Togo : la mort du militant écologiste Séna Alouka suscite des hommages à travers l’Afrique
Le Togolais Séna Alouka, fondateur de l’ONG panafricaine Jeunes Volontaires pour l’Environnement (JVE), est mort le 31 août 2026 à Créteil, en France, des suites d’une maladie, à l’âge de 51 ans. L’annonce de sa disparition, relayée le 3 septembre par la société civile togolaise, a suscité de nombreux hommages parmi les acteurs environnementaux et climatiques du continent.

Créée en 2001 à son initiative, JVE s’est imposée comme l’une des plus grandes organisations panafricaines de jeunesse consacrées au développement durable. L’ONG est aujourd’hui présente dans une trentaine de pays africains et revendique plusieurs dizaines de milliers de volontaires, mobilisés sur la protection des écosystèmes, la justice climatique et la promotion de l’agroécologie.
Séna Alouka présidait également le groupe de travail sur le climat et l’agroécologie de l’Alliance pour la souveraineté alimentaire en Afrique (AFSA). Il s’était imposé, au fil de plus de deux décennies d’engagement, comme l’une des voix africaines les plus actives dans les négociations climatiques internationales, où il plaidait pour que le continent ne reste pas simple spectateur des décisions concernant son avenir.
Sa disparition, qualifiée de perte majeure par plusieurs organisations de la société civile, intervient alors que JVE et ses partenaires panafricains ont indiqué vouloir poursuivre les actions qu’il portait.
Des hommages venus de tout le continent
Interrogé par RFI, l’expert environnemental togolais Séverin Koffi Apedjagbo a salué un homme qui « s’est donné, qui a donné toute sa vie pour la lutte contre la dégradation de l’environnement ».

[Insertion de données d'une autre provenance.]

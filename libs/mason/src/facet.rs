use alloy_primitives::{Address, Bytes, B256};

use crate::{
    address::{derive_payload_address, salt_for, DeployPayload},
    error::Result,
};

/// How a contract gets its address.
#[derive(Debug, Clone, Copy, PartialEq, Eq)]
pub enum DeployStrategy {
    /// CREATE2 through the deployer contract, address known in advance.
    Deterministic { salt: B256 },
    /// Plain CREATE from the signing account. The address depends on the
    /// account nonce, so re-running deploys again.
    Normal,
}

impl DeployStrategy {
    pub fn deterministic(name: &str, version_suffix: &str) -> Self {
        Self::Deterministic {
            salt: salt_for(name, version_suffix),
        }
    }

    pub fn is_deterministic(&self) -> bool {
        matches!(self, Self::Deterministic { .. })
    }
}

/// A compiled facet (or library) ready to be deployed.
#[derive(Debug, Clone, PartialEq, Eq)]
pub struct FacetDescriptor {
    name: String,
    payload: DeployPayload,
    strategy: DeployStrategy,
    function_signatures: Vec<String>,
}

impl FacetDescriptor {
    pub fn new(
        name: impl Into<String>,
        bytecode: Bytes,
        strategy: DeployStrategy,
        function_signatures: Vec<String>,
    ) -> Result<Self> {
        Ok(Self {
            name: name.into(),
            payload: DeployPayload::new(bytecode, Bytes::new())?,
            strategy,
            function_signatures,
        })
    }

    pub fn with_constructor_args(self, constructor_args: Bytes) -> Result<Self> {
        Ok(Self {
            payload: DeployPayload::new(self.payload.bytecode().clone(), constructor_args)?,
            ..self
        })
    }

    pub fn name(&self) -> &str {
        &self.name
    }

    pub fn payload(&self) -> &DeployPayload {
        &self.payload
    }

    pub fn strategy(&self) -> DeployStrategy {
        self.strategy
    }

    pub fn function_signatures(&self) -> &[String] {
        &self.function_signatures
    }

    /// Address a deterministic deployment through `create2_deployer` ends up
    /// at, `None` for [`DeployStrategy::Normal`].
    pub fn predicted_address(&self, create2_deployer: Address) -> Option<Address> {
        match self.strategy {
            DeployStrategy::Deterministic { salt } => Some(derive_payload_address(
                create2_deployer,
                salt,
                &self.payload,
            )),
            DeployStrategy::Normal => None,
        }
    }
}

Le Camerounais Augustine Njamnshi, cofondateur de l’Alliance panafricaine pour la justice climatique, a de son côté rappelé que Séna Alouka appartenait à « une génération de militants africains qui ont très tôt compris que le continent ne pouvait pas rester simple spectateur des décisions concernant son avenir », selon des propos rapportés par RFI.
Djibril Niang, qui dirige la branche sénégalaise de JVE, a pour sa part souligné l’ampleur du réseau bâti par le militant togolais, présent dans une trentaine de pays et mobilisant des dizaines de milliers de jeunes. « Le meilleur hommage que nous puissions lui rendre, c’est de continuer son combat et de faire vivre les valeurs qu’il nous a transmises », a-t-il confié à RFI.
Le diplomate malien Seyni Nafo, porte-parole des négociateurs africains à l’ONU climat, a résumé la perte en une image : « C’est un baobab qui tombe ».